On observe un phénomène intéressant dans notre littérature théologique. Nous avons de très nombreux ouvrages polémiques contre les catholiques et les protestants. Nous les combattons sans relâche. Cette polémique est développée dans des ouvrages de dogmatique, d’histoire de l’Église, d’exégétique et de droit canonique. Mais on est en peine d’identifier à quoi servent ces ouvrages, car nous les lisons, alors que ceux contre lesquels ils sont conçus, ils n’en connaissent d’ordinaire pas l’existence et ne soupçonne pas même qu’ils puissent exister.
En Occident, la vive polémique entre catholiques et protestants ne cesse pas;ils se tiennent mutuellement à l’œil en permanence.

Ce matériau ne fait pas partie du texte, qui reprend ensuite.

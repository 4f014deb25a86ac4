mod core;
mod gui;
mod video;

use eframe::egui;
use gui::ExtractorApp;

fn main() -> anyhow::Result<()> {
    env_logger::init();

    let options = eframe::NativeOptions {
        viewport: egui::ViewportBuilder::default()
            .with_inner_size([620.0, 340.0])
            .with_title("Frame Extractor"),
        ..Default::default()
    };

    eframe::run_native(
        "Frame Extractor",
        options,
        Box::new(|cc| {
            match ExtractorApp::new(cc) {
                Ok(app) => Ok(Box::new(app)),
                Err(e) => {
                    eprintln!("Failed to initialize app: {}", e);
                    std::process::exit(1);
                }
            }
        }),
    ).map_err(|e| anyhow::anyhow!("Failed to run app: {}", e))?;

    Ok(())
}
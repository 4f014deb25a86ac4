pub mod config;
pub mod error;
pub mod request;


pub use config::*;
pub use error::*;
pub use request::*;
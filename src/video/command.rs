use std::ffi::OsString;
use std::path::{Path, PathBuf};
use crate::core::{ExtractError, ExtractionRequest};

/// Creates the output directory and any missing parents.
pub fn prepare_output_dir(dir: &Path) -> Result<(), ExtractError> {
    std::fs::create_dir_all(dir).map_err(|source| ExtractError::CreateOutputDir {
        path: dir.to_path_buf(),
        source,
    })?;
    log::debug!("Output directory ensured: {}", dir.display());
    Ok(())
}

/// A fully built FFmpeg invocation.
#[derive(Debug, Clone, PartialEq)]
pub struct ExtractionCommand {
    pub program: PathBuf,
    pub args: Vec<OsString>,
}

impl ExtractionCommand {
    pub fn build(ffmpeg: &Path, request: &ExtractionRequest) -> Self {
        let mut args: Vec<OsString> = vec![
            "-y".into(), // Overwrite frames from earlier runs
            "-i".into(),
            request.video_path.clone().into_os_string(),
        ];

        if let Some(filter) = request.rate.filter() {
            args.push("-vf".into());
            args.push(filter.into());
        }

        args.push(request.output_pattern().into_os_string());

        Self {
            program: ffmpeg.to_path_buf(),
            args,
        }
    }

    /// Shell-style rendering for logs.
    pub fn display_line(&self) -> String {
        let mut line = self.program.display().to_string();
        for arg in &self.args {
            let arg = arg.to_string_lossy();
            if arg.contains(' ') {
                line.push_str(&format!(" \"{}\"", arg));
            } else {
                line.push(' ');
                line.push_str(&arg);
            }
        }
        line
    }
}
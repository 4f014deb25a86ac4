use std::ffi::OsStr;
use std::path::{Path, PathBuf};
use std::process::{Command, Output, Stdio};
use anyhow::Result;
use crate::core::AppConfig;

/// Locations of the FFmpeg binaries, resolved once from the config.
#[derive(Debug, Clone, PartialEq)]
pub struct FfmpegTool {
    pub ffmpeg: PathBuf,
    pub ffprobe: PathBuf,
}

impl Default for FfmpegTool {
    fn default() -> Self {
        Self {
            ffmpeg: PathBuf::from("ffmpeg"),
            ffprobe: PathBuf::from("ffprobe"),
        }
    }
}

impl FfmpegTool {
    pub fn from_config(config: &AppConfig) -> Self {
        let defaults = Self::default();
        Self {
            ffmpeg: config.ffmpeg_path.clone().unwrap_or(defaults.ffmpeg),
            ffprobe: config.ffprobe_path.clone().unwrap_or(defaults.ffprobe),
        }
    }

    /// Run `program` to completion and capture both output streams.
    pub fn output<I, S>(program: &Path, args: I) -> Result<Output>
    where
        I: IntoIterator<Item = S>,
        S: AsRef<OsStr>,
    {
        let mut command = Command::new(program);
        command.args(args).stdin(Stdio::null());

        log::debug!("Executing {:?}", command);

        command
            .output()
            .map_err(|e| anyhow::anyhow!("Failed to run {}: {}", program.display(), e))
    }
}
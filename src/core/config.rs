use serde::{Deserialize, Serialize};
use std::path::{Path, PathBuf};
use crate::core::ImageFormat;

/// How the frame rate gate asks FFmpeg about a video.
#[derive(Debug, Clone, Copy, PartialEq, Eq, Default, Serialize, Deserialize)]
pub enum ProbeStrategy {
    /// Regex over the `ffmpeg -i` diagnostic text
    #[default]
    DiagnosticText,
    /// Structured JSON from ffprobe
    Ffprobe,
}

#[derive(Debug, Clone, Serialize, Deserialize)]
#[serde(default)]
pub struct AppConfig {
    pub ffmpeg_path: Option<PathBuf>,
    pub ffprobe_path: Option<PathBuf>,
    pub probe_strategy: ProbeStrategy,
    pub default_format: ImageFormat,
    pub default_rate: String,
    pub use_native_rate: bool,
    /// Lines of FFmpeg output that fill the progress bar once
    pub progress_scale: u32,
    pub last_video_directory: Option<PathBuf>,
    pub last_output_directory: Option<PathBuf>,
}

impl Default for AppConfig {
    fn default() -> Self {
        Self {
            ffmpeg_path: None,
            ffprobe_path: None,
            probe_strategy: ProbeStrategy::DiagnosticText,
            default_format: ImageFormat::Png,
            default_rate: "1".to_string(),
            use_native_rate: false,
            progress_scale: 100,
            last_video_directory: None,
            last_output_directory: None,
        }
    }
}

impl AppConfig {
    pub fn load() -> anyhow::Result<Self> {
        Self::load_from(&Self::config_path())
    }

    pub fn load_from(config_path: &Path) -> anyhow::Result<Self> {
        if config_path.exists() {
            let content = std::fs::read_to_string(config_path)
                .map_err(|e| anyhow::anyhow!("Failed to read config file at {}: {}", config_path.display(), e))?;

            match serde_json::from_str::<Self>(&content) {
                Ok(config) => {
                    log::info!("Loaded existing config from {}", config_path.display());
                    Ok(config)
                }
                Err(e) => {
                    log::warn!("Config file exists but has issues ({}), creating new one with defaults", e);
                    let new_config = Self::default();
                    new_config.save_to(config_path)
                        .map_err(|save_err| anyhow::anyhow!("Failed to save new config: {}", save_err))?;
                    Ok(new_config)
                }
            }
        } else {
            log::info!("No config file found, creating default config");
            let config = Self::default();
            config.save_to(config_path)
                .map_err(|e| anyhow::anyhow!("Failed to save default config: {}", e))?;
            log::info!("Created new config file at {}", config_path.display());
            Ok(config)
        }
    }

    pub fn save_to(&self, config_path: &Path) -> anyhow::Result<()> {
        if let Some(parent) = config_path.parent() {
            std::fs::create_dir_all(parent)?;
        }
        let content = serde_json::to_string_pretty(self)?;
        std::fs::write(config_path, content)?;
        log::debug!("Saved config to {}", config_path.display());
        Ok(())
    }

    pub fn config_path() -> PathBuf {
        dirs::config_dir()
            .unwrap_or_else(|| PathBuf::from("."))
            .join("frame-extractor")
            .join("config.json")
    }

    /// Progress scale clamped so the bar never divides by zero.
    pub fn effective_progress_scale(&self) -> u32 {
        self.progress_scale.max(1)
    }
}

La parution de la moindre brochure scientifique protestante, touchant d’une manière ou d’une autre aux intérêts catholiques entraîne la parution, moins d’un an plus tard, d’un livre entier des catholiques, réfutant la thèse des protestants, alors que des articles critiques de la brochure protestante sont publiés par des périodiques catholiques. Mais en dépit de tout ce que nous écrivons, notre voix est ignorée. Et dans nos périodiques, nous réagissons toujours à ce que nous lisons, mais ces réactions, l’Occident les ignore.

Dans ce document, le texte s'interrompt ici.